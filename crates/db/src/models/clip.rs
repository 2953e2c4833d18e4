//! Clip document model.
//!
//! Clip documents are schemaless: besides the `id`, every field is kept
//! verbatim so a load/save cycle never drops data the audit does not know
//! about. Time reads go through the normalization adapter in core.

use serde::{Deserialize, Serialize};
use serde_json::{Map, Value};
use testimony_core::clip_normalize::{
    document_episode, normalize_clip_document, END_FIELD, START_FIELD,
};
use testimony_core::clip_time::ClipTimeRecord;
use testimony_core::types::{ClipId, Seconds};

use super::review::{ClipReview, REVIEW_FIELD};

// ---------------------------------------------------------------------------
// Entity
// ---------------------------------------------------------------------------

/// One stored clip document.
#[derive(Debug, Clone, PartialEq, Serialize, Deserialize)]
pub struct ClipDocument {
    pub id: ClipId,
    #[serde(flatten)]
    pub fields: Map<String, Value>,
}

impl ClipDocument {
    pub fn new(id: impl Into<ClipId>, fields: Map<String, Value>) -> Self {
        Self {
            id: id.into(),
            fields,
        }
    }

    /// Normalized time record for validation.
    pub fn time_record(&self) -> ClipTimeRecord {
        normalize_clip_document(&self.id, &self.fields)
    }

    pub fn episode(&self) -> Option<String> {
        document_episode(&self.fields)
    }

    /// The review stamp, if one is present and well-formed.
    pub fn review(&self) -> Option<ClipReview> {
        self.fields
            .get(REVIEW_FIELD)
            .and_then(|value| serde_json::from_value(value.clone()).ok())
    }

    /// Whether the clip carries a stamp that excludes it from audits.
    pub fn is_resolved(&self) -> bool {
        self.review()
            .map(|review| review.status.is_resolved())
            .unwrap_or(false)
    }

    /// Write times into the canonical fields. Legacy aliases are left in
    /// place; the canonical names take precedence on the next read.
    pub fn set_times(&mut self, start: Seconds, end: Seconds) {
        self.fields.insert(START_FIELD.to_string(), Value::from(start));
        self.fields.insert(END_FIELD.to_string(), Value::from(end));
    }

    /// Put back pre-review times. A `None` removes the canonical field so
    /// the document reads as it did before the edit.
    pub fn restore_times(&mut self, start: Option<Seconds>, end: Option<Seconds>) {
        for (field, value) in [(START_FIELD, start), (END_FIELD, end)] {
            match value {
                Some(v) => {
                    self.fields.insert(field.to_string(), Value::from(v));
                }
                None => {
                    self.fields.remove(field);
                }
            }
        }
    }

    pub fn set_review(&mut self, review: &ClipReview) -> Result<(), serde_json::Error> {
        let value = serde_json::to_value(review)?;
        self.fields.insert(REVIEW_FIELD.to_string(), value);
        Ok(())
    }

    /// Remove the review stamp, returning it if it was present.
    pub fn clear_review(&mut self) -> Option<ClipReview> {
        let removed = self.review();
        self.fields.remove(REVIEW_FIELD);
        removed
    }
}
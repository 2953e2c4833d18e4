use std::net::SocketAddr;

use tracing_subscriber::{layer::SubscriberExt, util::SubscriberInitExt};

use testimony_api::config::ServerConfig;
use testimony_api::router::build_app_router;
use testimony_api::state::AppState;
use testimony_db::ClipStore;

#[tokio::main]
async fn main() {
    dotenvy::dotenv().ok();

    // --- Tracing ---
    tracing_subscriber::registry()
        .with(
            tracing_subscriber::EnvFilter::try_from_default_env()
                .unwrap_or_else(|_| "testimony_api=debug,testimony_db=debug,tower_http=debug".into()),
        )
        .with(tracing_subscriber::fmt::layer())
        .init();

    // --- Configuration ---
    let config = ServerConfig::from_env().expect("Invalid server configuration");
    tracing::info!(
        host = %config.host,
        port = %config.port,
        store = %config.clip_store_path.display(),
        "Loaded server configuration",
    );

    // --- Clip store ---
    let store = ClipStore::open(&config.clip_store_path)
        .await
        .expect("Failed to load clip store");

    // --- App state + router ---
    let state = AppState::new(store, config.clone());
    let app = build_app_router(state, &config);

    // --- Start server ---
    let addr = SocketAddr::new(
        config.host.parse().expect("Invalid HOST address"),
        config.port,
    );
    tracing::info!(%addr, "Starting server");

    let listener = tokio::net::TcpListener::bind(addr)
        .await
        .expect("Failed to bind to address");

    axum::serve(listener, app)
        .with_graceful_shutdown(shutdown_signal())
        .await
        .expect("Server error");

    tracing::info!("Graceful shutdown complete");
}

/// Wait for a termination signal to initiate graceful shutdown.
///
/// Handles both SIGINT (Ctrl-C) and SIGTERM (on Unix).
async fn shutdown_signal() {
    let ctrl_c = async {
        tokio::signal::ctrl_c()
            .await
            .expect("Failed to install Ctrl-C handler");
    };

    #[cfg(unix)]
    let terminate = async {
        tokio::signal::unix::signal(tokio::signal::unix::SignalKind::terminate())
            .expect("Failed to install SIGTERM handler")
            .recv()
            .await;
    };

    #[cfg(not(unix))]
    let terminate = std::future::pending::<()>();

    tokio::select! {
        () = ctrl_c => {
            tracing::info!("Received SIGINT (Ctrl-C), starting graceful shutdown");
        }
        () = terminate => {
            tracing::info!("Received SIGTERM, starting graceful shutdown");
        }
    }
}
····················
Exercise:
Retype the listing above, word for word, from its first line to the line containing "pub fn new(id: impl", both ends included.

Result of the exercise:
filename crates/db/src/models/clip.rs
repository 2953e2c4833d18e4
//! Clip document model.
//!
//! Clip documents are schemaless: besides the `id`, every field is kept
//! verbatim so a load/save cycle never drops data the audit does not know
//! about. Time reads go through the normalization adapter in core.

use serde::{Deserialize, Serialize};
use serde_json::{Map, Value};
use testimony_core::clip_normalize::{
    document_episode, normalize_clip_document, END_FIELD, START_FIELD,
};
use testimony_core::clip_time::ClipTimeRecord;
use testimony_core::types::{ClipId, Seconds};

use super::review::{ClipReview, REVIEW_FIELD};

// ---------------------------------------------------------------------------
// Entity
// ---------------------------------------------------------------------------

/// One stored clip document.
#[derive(Debug, Clone, PartialEq, Serialize, Deserialize)]
pub struct ClipDocument {
    pub id: ClipId,
    #[serde(flatten)]
    pub fields: Map<String, Value>,
}

impl ClipDocument {
    pub fn new(id: impl Into<ClipId>, fields: Map<String, Value>) -> Self {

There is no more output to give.